When the Chinese team visited the U.S. in the spring of 1972, Cowan didn't take part in the tour. His manager and friend, former U.S. Open champion Bobby Gusikoff, had to escort him back to California from the tour's starting point in Detroit. "Glenn freaked out," says one former U.S. table tennis official. Cowan fell into a cycle: He would go off his meds, get hospitalized, then be released after 72 hours. "It went on for years," his mother recalls. "It was exhausting for the family. There is nothing in the world you can do about it."
Cowan fell hard for fellow California-based player Angelita Rosal, with whom he played mixed doubles in the early 1970s. He claimed to be Mick Jagger's half brother, then serenaded her with the Rolling Stones' Angie, telling Rosal that Jagger had written it for her. He would make schizophrenic references to "MGM," which stood for "Mao Glenn Mick." "He was obsessed with Mao and Mick Jagger," recalls Danny Goodstein, who befriended Cowan in the fall of '72. "He had somehow made that connection and put himself with them.
"I remember one time he was dropped off at my door," adds Goodstein. "He was out of it, talking nonsense. I drove him to [a mental hospital] in the Valley. He kicked a coffee table, and they took him in. Every spring it seemed like he freaked out. My idea is that the team went to China in the spring and he had the fleeting fame, and after that went away, it became a triggering event. It was almost a running joke—springtime, time for Glenn to flip out."

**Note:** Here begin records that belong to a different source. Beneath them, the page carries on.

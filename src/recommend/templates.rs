//! Remediation templates.

use crate::scoring::IssueCode;
use serde::{Deserialize, Serialize};

/// Dedup key for recommendations: one entry per template
#[derive(Debug, Clone, Copy, PartialEq, Eq, Hash, Serialize, Deserialize)]
#[serde(rename_all = "snake_case")]
pub enum TemplateId {
    UseResidentialIp,
    ImproveIpReputation,
    ReplaceBlacklistedIp,
    FixDnsLeak,
    FixWebRtcLeak,
    AlignUserAgent,
    AlignDisplayProfile,
    AlignLanguage,
    AlignTimezone,
    RestoreFonts,
    RemoveAutomation,
    AlignDeviceProfile,
    AvoidVirtualMachine,
    ReduceLatency,
    StabilizeConnection,
    RestoreConnectivity,
    MaintainConfiguration,
}

pub struct Template {
    pub title: &'static str,
    pub solution: &'static str,
}

/// Which template remediates an issue
pub fn template_for(issue: &IssueCode) -> TemplateId {
    use crate::consistency::ConsistencyCheck;

    match issue {
        IssueCode::NonResidentialIp { .. } => TemplateId::UseResidentialIp,
        IssueCode::LowReputation { .. } => TemplateId::ImproveIpReputation,
        IssueCode::Blacklisted { .. } => TemplateId::ReplaceBlacklistedIp,
        IssueCode::DnsLeak => TemplateId::FixDnsLeak,
        IssueCode::WebRtcLeak | IssueCode::PublicIpMismatch { .. } => TemplateId::FixWebRtcLeak,
        IssueCode::Inconsistent { check, .. } => match check {
            ConsistencyCheck::OsUserAgent => TemplateId::AlignUserAgent,
            ConsistencyCheck::ResolutionDeviceType | ConsistencyCheck::PixelRatioDeviceType => {
                TemplateId::AlignDisplayProfile
            }
            ConsistencyCheck::LanguageGeo => TemplateId::AlignLanguage,
            ConsistencyCheck::TimezoneGeo => TemplateId::AlignTimezone,
        },
        IssueCode::NoFonts => TemplateId::RestoreFonts,
        IssueCode::AutomationDetected | IssueCode::WebDriver => TemplateId::RemoveAutomation,
        IssueCode::TouchMismatch { .. } | IssueCode::LowHardwareConcurrency { .. } => {
            TemplateId::AlignDeviceProfile
        }
        IssueCode::VirtualMachine => TemplateId::AvoidVirtualMachine,
        IssueCode::HighLatency { .. } => TemplateId::ReduceLatency,
        IssueCode::PacketLoss { .. } | IssueCode::HighJitter { .. } => {
            TemplateId::StabilizeConnection
        }
        IssueCode::TargetUnreachable => TemplateId::RestoreConnectivity,
    }
}

pub fn template(id: TemplateId) -> Template {
    match id {
        TemplateId::UseResidentialIp => Template {
            title: "Switch to a residential IP",
            solution: "Use a residential or mobile (4G/5G) connection instead of VPN, proxy or datacenter exits",
        },
        TemplateId::ImproveIpReputation => Template {
            title: "IP reputation is too low",
            solution: "Change the IP address or VPN node and avoid shared exit IPs",
        },
        TemplateId::ReplaceBlacklistedIp => Template {
            title: "Replace the blacklisted IP",
            solution: "Stop using this IP immediately and request a clean address from the provider",
        },
        TemplateId::FixDnsLeak => Template {
            title: "Fix the DNS leak",
            solution: "Enable DNS leak protection in the VPN client or point the resolver at the VPN's DNS servers",
        },
        TemplateId::FixWebRtcLeak => Template {
            title: "Fix the WebRTC leak",
            solution: "Disable WebRTC in the browser or install a WebRTC leak protection extension",
        },
        TemplateId::AlignUserAgent => Template {
            title: "Match the User-Agent to the operating system",
            solution: "Use a User-Agent that matches the real platform, or spoof both consistently",
        },
        TemplateId::AlignDisplayProfile => Template {
            title: "Match the display to the device type",
            solution: "Use a screen resolution and pixel ratio typical for the declared device",
        },
        TemplateId::AlignLanguage => Template {
            title: "Match the browser language to the IP location",
            solution: "Set the browser language to one commonly used in the IP's country",
        },
        TemplateId::AlignTimezone => Template {
            title: "Match the timezone to the IP location",
            solution: "Set the system timezone to the one of the IP's location",
        },
        TemplateId::RestoreFonts => Template {
            title: "Restore a normal font set",
            solution: "Run a regular desktop browser profile with the operating system's default fonts installed",
        },
        TemplateId::RemoveAutomation => Template {
            title: "Stop using browser automation",
            solution: "Use a normal, manually driven browser; automation frameworks expose navigator.webdriver",
        },
        TemplateId::AlignDeviceProfile => Template {
            title: "Make the device profile consistent",
            solution: "Ensure touch support and hardware characteristics match the declared device type",
        },
        TemplateId::AvoidVirtualMachine => Template {
            title: "Avoid virtual machines",
            solution: "Use a physical machine or a virtualization setup that does not expose VM artifacts",
        },
        TemplateId::ReduceLatency => Template {
            title: "Latency is too high",
            solution: "Choose a VPN node or route geographically closer to the target service",
        },
        TemplateId::StabilizeConnection => Template {
            title: "Connection is unstable",
            solution: "Switch to a more stable network or VPN protocol to reduce loss and jitter",
        },
        TemplateId::RestoreConnectivity => Template {
            title: "Target service is unreachable",
            solution: "Check the VPN connection and try another node or protocol",
        },
        TemplateId::MaintainConfiguration => Template {
            title: "Keep the current configuration",
            solution: "Re-run the check periodically and avoid frequent fingerprint changes",
        },
    }
}
//! Report Builder
//!
//! Pure assembly of the final [`RiskReport`]. Field names are the contract
//! with the presentation layer and must not change.

use crate::aggregate::RiskLevel;
use crate::consistency::ConsistencyFinding;
use crate::errors::{RiskError, RiskResult};
use crate::models::{FingerprintSignals, IpSignals, Module, SignalBundle};
use crate::recommend::{Priority, Recommendation};
use crate::scoring::ModuleScore;
use serde::{Deserialize, Serialize};
use std::collections::HashSet;

/// Per-module scores; only modules that were scored are present
#[derive(Debug, Clone, Default, PartialEq, Serialize, Deserialize)]
pub struct ScoreBreakdown {
    #[serde(default, skip_serializing_if = "Option::is_none")]
    pub ip_score: Option<f64>,
    #[serde(default, skip_serializing_if = "Option::is_none")]
    pub privacy_score: Option<f64>,
    #[serde(default, skip_serializing_if = "Option::is_none")]
    pub fingerprint_score: Option<f64>,
    #[serde(default, skip_serializing_if = "Option::is_none")]
    pub device_score: Option<f64>,
    #[serde(default, skip_serializing_if = "Option::is_none")]
    pub network_score: Option<f64>,
}

impl ScoreBreakdown {
    pub fn get(&self, module: Module) -> Option<f64> {
        match module {
            Module::Ip => self.ip_score,
            Module::Privacy => self.privacy_score,
            Module::Fingerprint => self.fingerprint_score,
            Module::Device => self.device_score,
            Module::Network => self.network_score,
        }
    }

    fn set(&mut self, module: Module, score: f64) {
        let slot = match module {
            Module::Ip => &mut self.ip_score,
            Module::Privacy => &mut self.privacy_score,
            Module::Fingerprint => &mut self.fingerprint_score,
            Module::Device => &mut self.device_score,
            Module::Network => &mut self.network_score,
        };
        *slot = Some(score);
    }
}

#[derive(Debug, Clone, PartialEq, Serialize, Deserialize)]
pub struct RiskReport {
    pub overall_score: f64,
    pub overall_risk_level: RiskLevel,
    pub score_breakdown: ScoreBreakdown,
    pub all_issues: Vec<String>,
    pub recommendations: Vec<Recommendation>,
    #[serde(default, skip_serializing_if = "Option::is_none")]
    pub ip_result: Option<IpSignals>,
    #[serde(default, skip_serializing_if = "Option::is_none")]
    pub fingerprint_result: Option<FingerprintSignals>,
    #[serde(default)]
    pub consistency_findings: Vec<ConsistencyFinding>,
}

/// Condensed view of a report for dashboards and CLI output
#[derive(Debug, Clone, PartialEq, Serialize, Deserialize)]
pub struct RiskSummary {
    pub overall_score: f64,
    pub risk_level: RiskLevel,
    pub critical_issues: usize,
    pub high_issues: usize,
    pub total_issues: usize,
    pub top_recommendation: Option<Recommendation>,
}

impl RiskReport {
    pub fn summary(&self) -> RiskSummary {
        let count = |priority: Priority| {
            self.recommendations
                .iter()
                .filter(|r| r.priority == priority)
                .count()
        };
        RiskSummary {
            overall_score: self.overall_score,
            risk_level: self.overall_risk_level,
            critical_issues: count(Priority::Critical),
            high_issues: count(Priority::High),
            total_issues: self.all_issues.len(),
            top_recommendation: self.recommendations.first().cloned(),
        }
    }
}

/// Assemble the report from the pipeline's stage outputs
pub fn build_report(
    bundle: &SignalBundle,
    overall_score: f64,
    overall_risk_level: RiskLevel,
    scores: &[ModuleScore],
    findings: Vec<ConsistencyFinding>,
    recommendations: Vec<Recommendation>,
) -> RiskResult<RiskReport> {
    if !(0.0..=100.0).contains(&overall_score) {
        return Err(RiskError::ScoreOutOfRange(overall_score));
    }

    let mut ordered: Vec<&ModuleScore> = scores.iter().collect();
    ordered.sort_by_key(|s| s.module);

    let mut score_breakdown = ScoreBreakdown::default();
    let mut all_issues = Vec::new();
    let mut seen = HashSet::new();

    for module_score in ordered {
        score_breakdown.set(module_score.module, module_score.score);
        for issue in &module_score.issues {
            let line = format!("[{}] {}", module_score.module.label(), issue);
            if seen.insert(line.clone()) {
                all_issues.push(line);
            }
        }
    }

    Ok(RiskReport {
        overall_score,
        overall_risk_level,
        score_breakdown,
        all_issues,
        recommendations,
        ip_result: bundle.ip.clone(),
        fingerprint_result: bundle.fingerprint.clone(),
        consistency_findings: findings,
    })
}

Cowan eventually picked up a teaching credential at UCLA after graduating from Santa Monica College. He taught school for a stretch and sold shoes. "He always saw it as a real comedown, this worldwide celebrity out there selling shoes," says Sandy Lechtick, who hired Cowan at his headhunting firm in the early 1990s, and remembers him as intrepid in all he did. "He was most fearless when it came to girls and competition. When he was here as a recruiter he had that same fearlessness. That's why he did well."
Throughout, he haunted the Hollywood Table Tennis Club. "He was still playing almost until the end," says Fran Cowan, who displays Zhuang's gift to her son in the dining room of her Westwood home. "He loved it. He had an addictive nature. He was addicted to Ping-Pong, he was addicted to drugs."
About a decade ago Cowan briefly married, but the relationship ended after two months. By then, having discovered paddle tennis, he was hanging out on the courts at Venice Beach, hustling games. He lost his apartment, then spent several years living out of his car and on the streets, Lechtick says. "He'd be at the courts at Venice Beach, begging money. He'd be barefoot and borrow someone's racket and still win. Even when he was homeless, he always had a backpack with that Ping-Pong book he wrote."
Around 2000 Cowan underwent a bypass operation following a heart attack. He died of another heart attack on April 6, 2004, the eve of the 33rd anniversary of China's invitation to the U.S. team. He was 52. "He was like a comet," says Lange, Cowan's former doubles partner. "Flashed through the sky and then gone."